Zia Ida, tu sei lì, in quella foto, con tutta la tua dolce solitudine: un terrazzo neutro - e il mare, il cielo delle Marche in lontananza. La mano con cui ti sostieni alla ringhiera, la mano con cui forse indichi qualcosa, non c’è, non si vede: è svanita nella cornice bianca della Polaroid.
Sei una robusta signora anziana dai capelli bianchi, sei la degente del manicomio di Fermo da cui le sorelle ti hanno fatto uscire, per condividere un giorno di festa: Adele, mia nonna, zia Lina, zia Teta, forse. Zio Titta è morto da un pezzo (non parlava quasi mai), zia Maria è invece suora di clausura, da 60 anni. Vedi, tutto questo lo so da mia madre, quando mi parla di un altro mondo.
Una follia serena, come quella del poeta Holderlin, scaturita con un grido disperato, di cui non resta traccia. Da 40 anni è così, zia.
Dovremmo incontrarci un giorno d’estate dell’81. Poi accade qualcosa d’imprevisto e non riusciamo a vederci.

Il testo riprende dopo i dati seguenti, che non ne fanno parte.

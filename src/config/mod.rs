//! Configuration management subsystem.
//!
//! # Data Flow
//! ```text
//! config file (TOML)  or  BalancerConfig::builder()
//!     → loader.rs (parse & deserialize)
//!     → validation.rs (semantic checks)
//!     → BalancerConfig (validated, immutable)
//!     → shared by value / Arc with all subsystems
//! ```
//!
//! # Design Decisions
//! - Config is immutable once loaded; the backend registry never changes at runtime
//! - All fields have defaults to allow minimal configs
//! - Validation separates syntactic (serde) from semantic checks
//! - Servers are a TOML array so their order is the selection order

pub mod loader;
pub mod schema;
pub mod validation;

pub use loader::{load_config, parse_config, ConfigError};
pub use schema::{
    AdminConfig, BalancerConfig, BalancerConfigBuilder, ListenerConfig, LogFormat,
    MonitoringConfig, ObservabilityConfig, ProbeStrategy, ServerConfig, StoreConfig, StoreKind,
    TimeoutConfig,
};
pub use validation::{validate_config, validate_servers, ValidationError, WEIGHT_TOTAL};
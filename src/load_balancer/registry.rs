//! Backend registry.
//!
//! # Responsibilities
//! - Validate and freeze the configured backend set
//! - Expose backends in configuration order (the canonical selection order)

use std::sync::Arc;

use crate::config::loader::ConfigError;
use crate::config::schema::ServerConfig;
use crate::config::validation::validate_servers;
use crate::load_balancer::backend::Backend;

/// Immutable, ordered set of backends. Never empty.
#[derive(Debug)]
pub struct ServerRegistry {
    backends: Vec<Arc<Backend>>,
}

impl ServerRegistry {
    /// Build the registry from configuration.
    ///
    /// Fails if the list is empty, ids repeat, an address does not parse, or
    /// the weights do not sum to exactly 100.
    pub fn load(servers: &[ServerConfig]) -> Result<Self, ConfigError> {
        let errors = validate_servers(servers);
        if !errors.is_empty() {
            return Err(ConfigError::Validation(errors));
        }

        let backends = servers
            .iter()
            .map(|s| Backend::new(&s.id, &s.address, s.weight).map(Arc::new))
            .collect::<Result<Vec<_>, _>>()
            .map_err(|e| ConfigError::Validation(vec![e]))?;

        tracing::debug!(backend_count = backends.len(), "Server registry loaded");
        Ok(Self { backends })
    }

    /// All backends in configuration order.
    pub fn all(&self) -> &[Arc<Backend>] {
        &self.backends
    }

    /// First backend in configuration order.
    pub fn first(&self) -> &Arc<Backend> {
        // load() rejects empty lists
        &self.backends[0]
    }

    pub fn at(&self, index: usize) -> Option<&Arc<Backend>> {
        self.backends.get(index)
    }

    pub fn get(&self, id: &str) -> Option<&Arc<Backend>> {
        self.backends.iter().find(|b| b.id == id)
    }

    pub fn index_of(&self, id: &str) -> Option<usize> {
        self.backends.iter().position(|b| b.id == id)
    }

    pub fn len(&self) -> usize {
        self.backends.len()
    }

    pub fn is_empty(&self) -> bool {
        self.backends.is_empty()
    }
}
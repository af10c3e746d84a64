//! Structured logging.
//!
//! # Design Decisions
//! - Uses tracing crate for structured logging
//! - JSON format for production, pretty format for development
//! - `RUST_LOG` overrides the configured level

use tracing_subscriber::{layer::SubscriberExt, util::SubscriberInitExt, EnvFilter};

use crate::config::{LogFormat, ObservabilityConfig};

/// Filter used when `RUST_LOG` is not set.
pub fn default_filter(level: &str) -> String {
    format!("weighted_balancer={level},tower_http={level}")
}

/// Install the global tracing subscriber. Call once, from `main`.
pub fn init_logging(config: &ObservabilityConfig) {
    let filter = EnvFilter::try_from_default_env()
        .unwrap_or_else(|_| EnvFilter::new(default_filter(&config.log_level)));

    let registry = tracing_subscriber::registry().with(filter);
    match config.log_format {
        LogFormat::Json => registry.with(tracing_subscriber::fmt::layer().json()).init(),
        LogFormat::Pretty => registry.with(tracing_subscriber::fmt::layer()).init(),
    }
}
//! Lifecycle management subsystem.
//!
//! # Data Flow
//! ```text
//! Startup (crate::balancer):
//!     Load config → Validate registry → Start monitor → Cold-start gate → Serve
//!
//! Shutdown (shutdown.rs):
//!     Signal received → Stop monitor → Stop accepting → Drain connections → Exit
//!
//! Signals (signals.rs):
//!     SIGTERM/SIGINT → Trigger graceful shutdown
//! ```

pub mod shutdown;
pub mod signals;

pub use shutdown::Shutdown;
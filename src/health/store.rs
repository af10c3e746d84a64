//! Health record persistence.
//!
//! # Responsibilities
//! - Map backend id → last two health states
//! - Survive restarts when backed by a file
//!
//! # Design Decisions
//! - `DashMap` for concurrent reads from request tasks and writes from probes
//! - File store writes through on every `set` and reloads on open
//! - Store failures never take the balancer down; callers treat the backend
//!   as not healthy

use std::collections::BTreeMap;
use std::fmt;
use std::fs::{self, File};
use std::io::{BufReader, BufWriter, Write};
use std::path::{Path, PathBuf};
use std::sync::{Arc, Mutex};

use dashmap::DashMap;
use thiserror::Error;

use crate::config::schema::{StoreConfig, StoreKind};
use crate::health::state::HealthRecord;

/// Errors raised by a status store.
#[derive(Debug, Error)]
pub enum StoreError {
    #[error("status store IO error: {0}")]
    Io(#[from] std::io::Error),

    #[error("status store serialization error: {0}")]
    Serialization(#[from] serde_json::Error),

    #[error("status store unavailable: {0}")]
    Unavailable(String),
}

/// Key/value store of backend health records.
pub trait StatusStore: Send + Sync + fmt::Debug {
    /// The stored record, or `None` if the backend was never probed.
    fn lookup(&self, backend_id: &str) -> Result<Option<HealthRecord>, StoreError>;

    /// Replace the record for `backend_id`.
    fn set(&self, backend_id: &str, record: &HealthRecord) -> Result<(), StoreError>;

    /// The stored record, or `unknown/unknown` if the backend was never probed.
    fn get(&self, backend_id: &str) -> Result<HealthRecord, StoreError> {
        Ok(self
            .lookup(backend_id)?
            .unwrap_or_else(|| HealthRecord::unknown(backend_id)))
    }

    /// Initialize a backend to `unknown/unknown`.
    fn reset(&self, backend_id: &str) -> Result<(), StoreError> {
        self.set(backend_id, &HealthRecord::unknown(backend_id))
    }
}

/// Process-lifetime store.
#[derive(Debug, Default)]
pub struct MemoryStatusStore {
    inner: DashMap<String, HealthRecord>,
}

impl MemoryStatusStore {
    pub fn new() -> Self {
        Self::default()
    }
}

impl StatusStore for MemoryStatusStore {
    fn lookup(&self, backend_id: &str) -> Result<Option<HealthRecord>, StoreError> {
        Ok(self.inner.get(backend_id).map(|r| r.value().clone()))
    }

    fn set(&self, backend_id: &str, record: &HealthRecord) -> Result<(), StoreError> {
        self.inner.insert(backend_id.to_string(), record.clone());
        Ok(())
    }
}

/// Durable store persisted as a JSON object `{ backend_id: record }`.
#[derive(Debug)]
pub struct FileStatusStore {
    inner: DashMap<String, HealthRecord>,
    path: PathBuf,
    /// Serializes file writes.
    write_lock: Mutex<()>,
}

impl FileStatusStore {
    /// Open the store, loading existing records if the file exists.
    ///
    /// The file is a last-known-status cache: unreadable contents are
    /// discarded (every backend reads as unknown) and overwritten on the next
    /// `set`. IO errors such as a missing permission are still returned.
    pub fn open(path: impl AsRef<Path>) -> Result<Self, StoreError> {
        let path = path.as_ref().to_path_buf();
        let inner = DashMap::new();
        if path.exists() {
            let reader = BufReader::new(File::open(&path)?);
            match serde_json::from_reader::<_, BTreeMap<String, HealthRecord>>(reader) {
                Ok(map) => {
                    for (k, v) in map {
                        inner.insert(k, v);
                    }
                    tracing::info!(path = ?path, records = inner.len(), "Loaded backend status from file");
                }
                Err(e) if e.is_io() => return Err(StoreError::Serialization(e)),
                Err(e) => {
                    tracing::warn!(path = ?path, error = %e, "Discarding unreadable status file");
                }
            }
        }
        Ok(Self {
            inner,
            path,
            write_lock: Mutex::new(()),
        })
    }

    fn persist(&self) -> Result<(), StoreError> {
        let _guard = self
            .write_lock
            .lock()
            .map_err(|_| StoreError::Unavailable("write lock poisoned".into()))?;

        let snapshot: BTreeMap<String, HealthRecord> = self
            .inner
            .iter()
            .map(|e| (e.key().clone(), e.value().clone()))
            .collect();

        let tmp = self.path.with_extension("tmp");
        {
            let mut writer = BufWriter::new(File::create(&tmp)?);
            serde_json::to_writer_pretty(&mut writer, &snapshot)?;
            writer.flush()?;
        }
        fs::rename(&tmp, &self.path)?;
        Ok(())
    }
}

impl StatusStore for FileStatusStore {
    fn lookup(&self, backend_id: &str) -> Result<Option<HealthRecord>, StoreError> {
        Ok(self.inner.get(backend_id).map(|r| r.value().clone()))
    }

    fn set(&self, backend_id: &str, record: &HealthRecord) -> Result<(), StoreError> {
        self.inner.insert(backend_id.to_string(), record.clone());
        self.persist()
    }
}

/// Build the store selected by configuration.
pub fn build_store(config: &StoreConfig) -> Result<Arc<dyn StatusStore>, StoreError> {
    Ok(match config.kind {
        StoreKind::Memory => Arc::new(MemoryStatusStore::new()),
        StoreKind::File => Arc::new(FileStatusStore::open(&config.path)?),
    })
}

L’inverno successivo io sono lontano, a Varese, e tu muori. Dio spegne un’altra parte di sé. Il tuo dio, zia, quello che non riuscirò mai a capire, quello di Pio XII, dell’età del ferro.
Tu ne ripetevi ossessivamente le litanie: ti era cresciuto intorno al cuore come un rovo. E dentro, in fondo a quanto chiamavi “anima”, dalle fattezze del Cristo emergeva un altro volto:
[...]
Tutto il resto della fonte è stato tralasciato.